• **What to do**:
Set down the lines of the data exactly, starting at the first and stopping after the line containing "#[derive(Debug, Error)]".

[Stored items]
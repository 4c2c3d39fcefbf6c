//! Error types for docpipe.
//!
//! All fallible operations in the crate return [`DocpipeError`].
//!
//! **System errors bubble up unchanged:**
//! - `DocpipeError::Io` (from `std::io::Error`) - file system errors,
//!   permission errors. These indicate real system problems and are never
//!   wrapped or suppressed.
//!
//! **Application errors are wrapped with context:**
//! - `Parsing` - corrupt or unparseable documents
//! - `Validation` - invalid paths or parameters
//! - `Serialization` - malformed configuration mappings
//! - `MissingDependency` - the parsing capability is unavailable
use thiserror::Error;

/// Result type alias using [`DocpipeError`].
pub type Result<T> = std::result::Result<T, DocpipeError>;

/// Main error type for all docpipe operations.
///
/// Application variants preserve their error chain through the optional
/// `source` field; IO errors convert transparently via `From`.
#[derive(Debug, Error)]
pub enum DocpipeError {
    #[error("IO error: {0}")]
    Io(#[from] std::io::Error),

    #[error("Parsing error: {message}")]
    Parsing {
        message: String,
        #[source]
        source: Option<Box<dyn std::error::Error + Send + Sync>>,
    },

    #[error("Validation error: {message}")]
    Validation {
        message: String,
        #[source]
        source: Option<Box<dyn std::error::Error + Send + Sync>>,
    },

    #[error("Serialization error: {message}")]
    Serialization {
        message: String,
        #[source]
        source: Option<Box<dyn std::error::Error + Send + Sync>>,
    },

    #[error("Missing dependency: {0}")]
    MissingDependency(String),
}

impl From<serde_json::Error> for DocpipeError {
    fn from(err: serde_json::Error) -> Self {
        DocpipeError::Serialization {
            message: err.to_string(),
            source: Some(Box::new(err)),
        }
    }
}

impl From<crate::pdf::PdfError> for DocpipeError {
    fn from(err: crate::pdf::PdfError) -> Self {
        DocpipeError::Parsing {
            message: err.to_string(),
            source: Some(Box::new(err)),
        }
    }
}

impl DocpipeError {
    /// Create a Parsing error.
    pub fn parsing<S: Into<String>>(message: S) -> Self {
        Self::Parsing {
            message: message.into(),
            source: None,
        }
    }

    /// Create a Parsing error with source.
    pub fn parsing_with_source<S, E>(message: S, source: E) -> Self
    where
        S: Into<String>,
        E: std::error::Error + Send + Sync + 'static,
    {
        Self::Parsing {
            message: message.into(),
            source: Some(Box::new(source)),
        }
    }

    /// Create a Validation error.
    pub fn validation<S: Into<String>>(message: S) -> Self {
        Self::Validation {
            message: message.into(),
            source: None,
        }
    }

    /// Create a Validation error with source.
    pub fn validation_with_source<S, E>(message: S, source: E) -> Self
    where
        S: Into<String>,
        E: std::error::Error + Send + Sync + 'static,
    {
        Self::Validation {
            message: message.into(),
            source: Some(Box::new(source)),
        }
    }

    /// Create a Serialization error.
    pub fn serialization<S: Into<String>>(message: S) -> Self {
        Self::Serialization {
            message: message.into(),
            source: None,
        }
    }

    /// Create a Serialization error with source.
    pub fn serialization_with_source<S, E>(message: S, source: E) -> Self
    where
        S: Into<String>,
        E: std::error::Error + Send + Sync + 'static,
    {
        Self::Serialization {
            message: message.into(),
            source: Some(Box::new(source)),
        }
    }
}
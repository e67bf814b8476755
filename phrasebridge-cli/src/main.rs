mod client;
mod debounce;
mod ui;

use clap::builder::PossibleValuesParser;
use clap::{Arg, ArgMatches, Command};
use client::{DEFAULT_SERVER_URL, TranslateClient};
use debounce::{DEFAULT_DEBOUNCE_MS, run_debounced};
use std::time::Duration;
use tokio::io::{AsyncBufReadExt, BufReader};
use tokio::sync::mpsc;
use tracing::{debug, warn};
use ui::{ManualSelection, UiLocale};

fn command() -> Command {
    Command::new("phrasebridge-cli")
        .version(env!("CARGO_PKG_VERSION"))
        .about("Translate phrases and \"how do you say X in Y\" questions")
        .arg(
            Arg::new("text")
                .help("Text to translate; omit to read lines from stdin")
                .index(1),
        )
        .arg(
            Arg::new("source")
                .long("source")
                .short('s')
                .help("Manual mode: language you speak")
                .value_parser(PossibleValuesParser::new(ui::manual_keys())),
        )
        .arg(
            Arg::new("target")
                .long("target")
                .short('t')
                .help("Manual mode: language to translate to (default: spanish)")
                .value_parser(PossibleValuesParser::new(ui::manual_keys())),
        )
        .arg(
            Arg::new("ui")
                .long("ui")
                .help("Language of client messages (default: from LANG)")
                .value_parser(["en", "es"]),
        )
        .arg(
            Arg::new("url")
                .long("url")
                .env("PHRASEBRIDGE_URL")
                .help("Server base URL")
                .default_value(DEFAULT_SERVER_URL),
        )
        .arg(
            Arg::new("debounce-ms")
                .long("debounce-ms")
                .help("Pause before submitting typed input, in milliseconds")
                .value_parser(clap::value_parser!(u64))
                .default_value("1500"),
        )
}

struct Session {
    client: TranslateClient,
    manual: Option<ManualSelection>,
    locale: UiLocale,
}

impl Session {
    fn from_matches(matches: &ArgMatches) -> Result<Self, client::ClientError> {
        let url = matches
            .get_one::<String>("url")
            .map(String::as_str)
            .unwrap_or(DEFAULT_SERVER_URL);
        let locale = match matches.get_one::<String>("ui") {
            Some(value) => UiLocale::from_lang(Some(value.as_str())),
            None => UiLocale::from_lang(std::env::var("LANG").ok().as_deref()),
        };
        let manual = ManualSelection::from_args(
            matches.get_one::<String>("source").cloned(),
            matches.get_one::<String>("target").cloned(),
        );

        Ok(Self {
            client: TranslateClient::new(url)?,
            manual,
            locale,
        })
    }

    async fn submit(&self, text: &str) {
        debug!(endpoint = self.client.endpoint(), "Submitting text");
        match self.client.translate(text, self.manual.as_ref()).await {
            Ok(outcome) => {
                for line in ui::render(&outcome, self.manual.as_ref(), self.locale) {
                    println!("{}", line);
                }
            }
            Err(e) => {
                warn!(error = %e, "Translation request failed");
                println!("{}", self.locale.strings().error_server);
            }
        }
    }
}

#[tokio::main]
async fn main() -> Result<(), Box<dyn std::error::Error>> {
    tracing_subscriber::fmt()
        .with_writer(std::io::stderr)
        .with_env_filter(
            tracing_subscriber::EnvFilter::from_default_env().add_directive("info".parse()?),
        )
        .init();

    let matches = command().get_matches();
    let session = Session::from_matches(&matches)?;

    if let Some(selection) = &session.manual {
        println!("{}", ui::manual_banner(selection, session.locale));
    }

    if let Some(text) = matches.get_one::<String>("text") {
        let text = text.trim();
        if !text.is_empty() {
            session.submit(text).await;
        }
        return Ok(());
    }

    let delay = Duration::from_millis(
        matches
            .get_one::<u64>("debounce-ms")
            .copied()
            .unwrap_or(DEFAULT_DEBOUNCE_MS),
    );

    let (tx, rx) = mpsc::channel(64);
    tokio::spawn(async move {
        let mut lines = BufReader::new(tokio::io::stdin()).lines();
        loop {
            match lines.next_line().await {
                Ok(Some(line)) => {
                    if tx.send(line).await.is_err() {
                        break;
                    }
                }
                Ok(None) => break,
                Err(e) => {
                    warn!(error = %e, "Failed to read stdin");
                    break;
                }
            }
        }
    });

    let session = &session;
    run_debounced(rx, delay, |text| async move {
        session.submit(&text).await;
    })
    .await;

    Ok(())
}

• **Written answer**:
repository 4c2c3d39fcefbf6c
//! Error types for docpipe.
//!
//! All fallible operations in the crate return [`DocpipeError`].
//!
//! **System errors bubble up unchanged:**
//! - `DocpipeError::Io` (from `std::io::Error`) - file system errors,
//!   permission errors. These indicate real system problems and are never
//!   wrapped or suppressed.
//!
//! **Application errors are wrapped with context:**
//! - `Parsing` - corrupt or unparseable documents
//! - `Validation` - invalid paths or parameters
//! - `Serialization` - malformed configuration mappings
//! - `MissingDependency` - the parsing capability is unavailable
use thiserror::Error;

/// Result type alias using [`DocpipeError`].
pub type Result<T> = std::result::Result<T, DocpipeError>;

/// Main error type for all docpipe operations.
///
/// Application variants preserve their error chain through the optional
/// `source` field; IO errors convert transparently via `From`.
#[derive(Debug, Error)]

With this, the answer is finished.